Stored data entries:
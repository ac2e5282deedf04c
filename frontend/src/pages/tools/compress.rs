use leptos::*;
use pdftools::tools::compress::{clamp_level, MAX_LEVEL, MIN_LEVEL};
use pdftools::tools::{format_file_size, CompressRequest, CompressionPreset};
use pdftools::{ToolKind, ToolRequest};

use crate::components::{Dropzone, ProcessPanel, ToolLayout};
use crate::pages::tools::{page_intake, SelectedFile};
use crate::services::ProcessRunner;

const TOOL: ToolKind = ToolKind::Compress;

#[component]
pub fn CompressPage() -> impl IntoView {
    let runner = ProcessRunner::new();
    let intake = page_intake(TOOL, runner);
    let level = create_rw_signal(CompressionPreset::default().level());

    let on_process = move |_| {
        let request = CompressRequest {
            file: intake.first(),
            level: level.get_untracked(),
        };
        runner.run(ToolRequest::Compress(request));
    };

    let on_slide = move |ev: web_sys::Event| {
        if let Ok(value) = event_target_value(&ev).parse::<u8>() {
            level.set(clamp_level(value));
        }
    };

    view! {
        <ToolLayout tool=TOOL>
            <Dropzone intake=intake/>
            <SelectedFile intake=intake/>

            <Show when=move || intake.files.with(|f| !f.is_empty())>
                <p class="muted">
                    {move || intake.first().map(|f| format!("Original size: {}", format_file_size(f.size)))}
                </p>

                <div class="option-group">
                    <h3>"Compression Level"</h3>
                    {CompressionPreset::ALL
                        .into_iter()
                        .map(|preset| view! {
                            <label class="radio">
                                <input
                                    type="radio"
                                    name="compression-preset"
                                    prop:checked=move || CompressionPreset::from_level(level.get()) == Some(preset)
                                    on:change=move |_| level.set(preset.level())
                                />
                                {preset.label()}
                            </label>
                        })
                        .collect_view()}
                </div>

                <div class="option-group">
                    <label for="compression-level">
                        {move || format!("Custom level: {}%", level.get())}
                    </label>
                    <input
                        id="compression-level"
                        type="range"
                        min=MIN_LEVEL
                        max=MAX_LEVEL
                        prop:value=move || level.get().to_string()
                        on:input=on_slide
                    />
                </div>

                <ProcessPanel tool=TOOL runner=runner on_process=on_process/>
            </Show>
        </ToolLayout>
    }
}
use leptos::*;
use leptos_meta::Title;
use leptos_router::A;

use crate::config::APP_NAME;
use crate::content::{about_faq, ABOUT_INTRO, ABOUT_SECTIONS};

#[component]
pub fn AboutPage() -> impl IntoView {
    view! {
        <Title text=format!("About | {}", APP_NAME)/>
        <div class="page about-page">
            <h1>{format!("About {}", APP_NAME)}</h1>
            <p class="lead">{ABOUT_INTRO}</p>

            <div class="about-grid">
                {ABOUT_SECTIONS
                    .into_iter()
                    .map(|section| view! {
                        <div class="about-card">
                            <h3>{section.title}</h3>
                            <p>{section.body}</p>
                        </div>
                    })
                    .collect_view()}
            </div>

            <div class="cta">
                <h2>"Ready to get started?"</h2>
                <A href="/" class="primary-button">"Explore Our Tools"</A>
            </div>

            <h2>"Frequently Asked Questions"</h2>
            <div class="faq-preview">
                {about_faq()
                    .iter()
                    .map(|item| view! {
                        <div class="faq-item">
                            <h3>{item.title}</h3>
                            <p>{item.body}</p>
                        </div>
                    })
                    .collect_view()}
            </div>
            <A href="/faq" class="outline-button">"View all FAQs"</A>
        </div>
    }
}
//! Common types used across the frontend application.
//!
//! # Categories
//!
//! - **UI State Types** - theme and download button state
//! - **Error Types** - browser API failures

use std::fmt;

use serde::{Deserialize, Serialize};
use wasm_bindgen::JsValue;

// =============================================================================
// UI State Types
// =============================================================================

/// Colour scheme toggled from the header. Kept in memory only.
#[derive(Clone, Copy, Debug, Default, PartialEq, Eq, Serialize, Deserialize)]
#[serde(rename_all = "lowercase")]
pub enum Theme {
    #[default]
    Light,
    Dark,
}

impl Theme {
    pub fn toggled(self) -> Self {
        match self {
            Theme::Light => Theme::Dark,
            Theme::Dark => Theme::Light,
        }
    }

    /// Class set on the app root.
    pub fn css_class(&self) -> &'static str {
        match self {
            Theme::Light => "theme-light",
            Theme::Dark => "theme-dark",
        }
    }

    /// Glyph of the toggle button: the theme it switches to.
    pub fn toggle_icon(&self) -> &'static str {
        match self {
            Theme::Light => "🌙",
            Theme::Dark => "☀️",
        }
    }
}

/// Lifecycle of the download button.
#[derive(Clone, Copy, Debug, Default, PartialEq, Eq, Serialize, Deserialize)]
#[serde(rename_all = "lowercase")]
pub enum DownloadState {
    #[default]
    Idle,
    Downloading,
    Downloaded,
}

impl DownloadState {
    pub fn label(&self) -> &'static str {
        match self {
            DownloadState::Idle => "⬇️ Download",
            DownloadState::Downloading => "⏳ Downloading...",
            DownloadState::Downloaded => "✅ Downloaded",
        }
    }

    pub fn css_class(&self) -> &'static str {
        match self {
            DownloadState::Idle => "download-button",
            DownloadState::Downloading => "download-button busy",
            DownloadState::Downloaded => "download-button done",
        }
    }

    pub fn is_busy(&self) -> bool {
        matches!(self, DownloadState::Downloading)
    }
}

// =============================================================================
// Error Types
// =============================================================================

/// Frontend application errors.
///
/// Raised by browser APIs; tool and intake errors come from the toolkit.
#[derive(Clone, Debug, PartialEq)]
pub enum AppError {
    /// No window, document or body to work with.
    Dom(String),
    /// Building the blob or clicking the link failed.
    Download(String),
    /// Object URL could not be created.
    ObjectUrl(String),
}

impl AppError {
    pub fn download(context: &str, value: JsValue) -> Self {
        AppError::Download(format!("{}: {:?}", context, value))
    }

    pub fn object_url(value: JsValue) -> Self {
        AppError::ObjectUrl(format!("{:?}", value))
    }
}

impl fmt::Display for AppError {
    fn fmt(&self, f: &mut fmt::Formatter<'_>) -> fmt::Result {
        match self {
            AppError::Dom(msg) => write!(f, "DOM error: {}", msg),
            AppError::Download(msg) => write!(f, "Download error: {}", msg),
            AppError::ObjectUrl(msg) => write!(f, "Object URL error: {}", msg),
        }
    }
}

impl std::error::Error for AppError {}

/// Result type alias for frontend operations.
pub type AppResult<T> = Result<T, AppError>;

#[cfg(test)]
mod tests {
    use super::*;

    #[test]
    fn test_theme_toggle() {
        assert_eq!(Theme::default(), Theme::Light);
        assert_eq!(Theme::Light.toggled(), Theme::Dark);
        assert_eq!(Theme::Dark.toggled().toggled(), Theme::Dark);
    }

    #[test]
    fn test_download_state() {
        assert!(!DownloadState::Idle.is_busy());
        assert!(DownloadState::Downloading.is_busy());
        assert!(DownloadState::Downloaded.label().contains("Downloaded"));
    }

    #[test]
    fn test_state_serializes_lowercase() {
        assert_eq!(serde_json::to_string(&Theme::Dark).unwrap(), "\"dark\"");
        assert_eq!(
            serde_json::to_string(&DownloadState::Downloaded).unwrap(),
            "\"downloaded\""
        );
    }

    #[test]
    fn test_error_display() {
        let err = AppError::Dom("no body".into());
        assert_eq!(err.to_string(), "DOM error: no body");
    }
}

(Action item) Give the data again, exactly as it stands.

(Final answer)
repository ac2e5282deedf04c
filename frontend/src/pages/tools/compress.rs
use leptos::*;
use pdftools::tools::compress::{clamp_level, MAX_LEVEL, MIN_LEVEL};
use pdftools::tools::{format_file_size, CompressRequest, CompressionPreset};
use pdftools::{ToolKind, ToolRequest};

use crate::components::{Dropzone, ProcessPanel, ToolLayout};
use crate::pages::tools::{page_intake, SelectedFile};
use crate::services::ProcessRunner;

const TOOL: ToolKind = ToolKind::Compress;

#[component]
pub fn CompressPage() -> impl IntoView {
    let runner = ProcessRunner::new();
    let intake = page_intake(TOOL, runner);
    let level = create_rw_signal(CompressionPreset::default().level());

    let on_process = move |_| {
        let request = CompressRequest {
            file: intake.first(),
            level: level.get_untracked(),
        };
        runner.run(ToolRequest::Compress(request));
    };

    let on_slide = move |ev: web_sys::Event| {
        if let Ok(value) = event_target_value(&ev).parse::<u8>() {
            level.set(clamp_level(value));
        }
    };

    view! {
        <ToolLayout tool=TOOL>
            <Dropzone intake=intake/>
            <SelectedFile intake=intake/>

            <Show when=move || intake.files.with(|f| !f.is_empty())>
                <p class="muted">
                    {move || intake.first().map(|f| format!("Original size: {}", format_file_size(f.size)))}
                </p>

                <div class="option-group">
                    <h3>"Compression Level"</h3>
                    {CompressionPreset::ALL
                        .into_iter()
                        .map(|preset| view! {
                            <label class="radio">
                                <input
                                    type="radio"
                                    name="compression-preset"
                                    prop:checked=move || CompressionPreset::from_level(level.get()) == Some(preset)
                                    on:change=move |_| level.set(preset.level())
                                />
                                {preset.label()}
                            </label>
                        })
                        .collect_view()}
                </div>

                <div class="option-group">
                    <label for="compression-level">
                        {move || format!("Custom level: {}%", level.get())}
                    </label>
                    <input
                        id="compression-level"
                        type="range"
                        min=MIN_LEVEL
                        max=MAX_LEVEL
                        prop:value=move || level.get().to_string()
                        on:input=on_slide
                    />
                </div>

                <ProcessPanel tool=TOOL runner=runner on_process=on_process/>
            </Show>
        </ToolLayout>
    }
}
use leptos::*;
use leptos_meta::Title;
use leptos_router::A;

use crate::config::APP_NAME;
use crate::content::{about_faq, ABOUT_INTRO, ABOUT_SECTIONS};

#[component]
pub fn AboutPage() -> impl IntoView {
    view! {
        <Title text=format!("About | {}", APP_NAME)/>
        <div class="page about-page">
            <h1>{format!("About {}", APP_NAME)}</h1>
            <p class="lead">{ABOUT_INTRO}</p>

            <div class="about-grid">
                {ABOUT_SECTIONS
                    .into_iter()
                    .map(|section| view! {
                        <div class="about-card">
                            <h3>{section.title}</h3>
                            <p>{section.body}</p>
                        </div>
                    })
                    .collect_view()}
            </div>

            <div class="cta">
                <h2>"Ready to get started?"</h2>
                <A href="/" class="primary-button">"Explore Our Tools"</A>
            </div>

            <h2>"Frequently Asked Questions"</h2>
            <div class="faq-preview">
                {about_faq()
                    .iter()
                    .map(|item| view! {
                        <div class="faq-item">
                            <h3>{item.title}</h3>
                            <p>{item.body}</p>
                        </div>
                    })
                    .collect_view()}
            </div>
            <A href="/faq" class="outline-button">"View all FAQs"</A>
        </div>
    }
}
//! Common types used across the frontend application.
//!
//! # Categories
//!
//! - **UI State Types** - theme and download button state
//! - **Error Types** - browser API failures

use std::fmt;

use serde::{Deserialize, Serialize};
use wasm_bindgen::JsValue;

// =============================================================================
// UI State Types
// =============================================================================

/// Colour scheme toggled from the header. Kept in memory only.
#[derive(Clone, Copy, Debug, Default, PartialEq, Eq, Serialize, Deserialize)]
#[serde(rename_all = "lowercase")]
pub enum Theme {
    #[default]
    Light,
    Dark,
}

impl Theme {
    pub fn toggled(self) -> Self {
        match self {
            Theme::Light => Theme::Dark,
            Theme::Dark => Theme::Light,
        }
    }

    /// Class set on the app root.
    pub fn css_class(&self) -> &'static str {
        match self {
            Theme::Light => "theme-light",
            Theme::Dark => "theme-dark",
        }
    }

    /// Glyph of the toggle button: the theme it switches to.
    pub fn toggle_icon(&self) -> &'static str {
        match self {
            Theme::Light => "🌙",
            Theme::Dark => "☀️",
        }
    }
}

/// Lifecycle of the download button.
#[derive(Clone, Copy, Debug, Default, PartialEq, Eq, Serialize, Deserialize)]
#[serde(rename_all = "lowercase")]
pub enum DownloadState {
    #[default]
    Idle,
    Downloading,
    Downloaded,
}

impl DownloadState {
    pub fn label(&self) -> &'static str {
        match self {
            DownloadState::Idle => "⬇️ Download",
            DownloadState::Downloading => "⏳ Downloading...",
            DownloadState::Downloaded => "✅ Downloaded",
        }
    }

    pub fn css_class(&self) -> &'static str {
        match self {
            DownloadState::Idle => "download-button",
            DownloadState::Downloading => "download-button busy",
            DownloadState::Downloaded => "download-button done",
        }
    }

    pub fn is_busy(&self) -> bool {
        matches!(self, DownloadState::Downloading)
    }
}

// =============================================================================
// Error Types
// =============================================================================

/// Frontend application errors.
///
/// Raised by browser APIs; tool and intake errors come from the toolkit.
#[derive(Clone, Debug, PartialEq)]
pub enum AppError {
    /// No window, document or body to work with.
    Dom(String),
    /// Building the blob or clicking the link failed.
    Download(String),
    /// Object URL could not be created.
    ObjectUrl(String),
}

impl AppError {
    pub fn download(context: &str, value: JsValue) -> Self {
        AppError::Download(format!("{}: {:?}", context, value))
    }

    pub fn object_url(value: JsValue) -> Self {
        AppError::ObjectUrl(format!("{:?}", value))
    }
}

impl fmt::Display for AppError {
    fn fmt(&self, f: &mut fmt::Formatter<'_>) -> fmt::Result {
        match self {
            AppError::Dom(msg) => write!(f, "DOM error: {}", msg),
            AppError::Download(msg) => write!(f, "Download error: {}", msg),
            AppError::ObjectUrl(msg) => write!(f, "Object URL error: {}", msg),
        }
    }
}

impl std::error::Error for AppError {}

/// Result type alias for frontend operations.
pub type AppResult<T> = Result<T, AppError>;

#[cfg(test)]
mod tests {
    use super::*;

    #[test]
    fn test_theme_toggle() {
        assert_eq!(Theme::default(), Theme::Light);
        assert_eq!(Theme::Light.toggled(), Theme::Dark);
        assert_eq!(Theme::Dark.toggled().toggled(), Theme::Dark);
    }

    #[test]
    fn test_download_state() {
        assert!(!DownloadState::Idle.is_busy());
        assert!(DownloadState::Downloading.is_busy());
        assert!(DownloadState::Downloaded.label().contains("Downloaded"));
    }

    #[test]
    fn test_state_serializes_lowercase() {
        assert_eq!(serde_json::to_string(&Theme::Dark).unwrap(), "\"dark\"");
        assert_eq!(
            serde_json::to_string(&DownloadState::Downloaded).unwrap(),
            "\"downloaded\""
        );
    }

    #[test]
    fn test_error_display() {
        let err = AppError::Dom("no body".into());
        assert_eq!(err.to_string(), "DOM error: no body");
    }
}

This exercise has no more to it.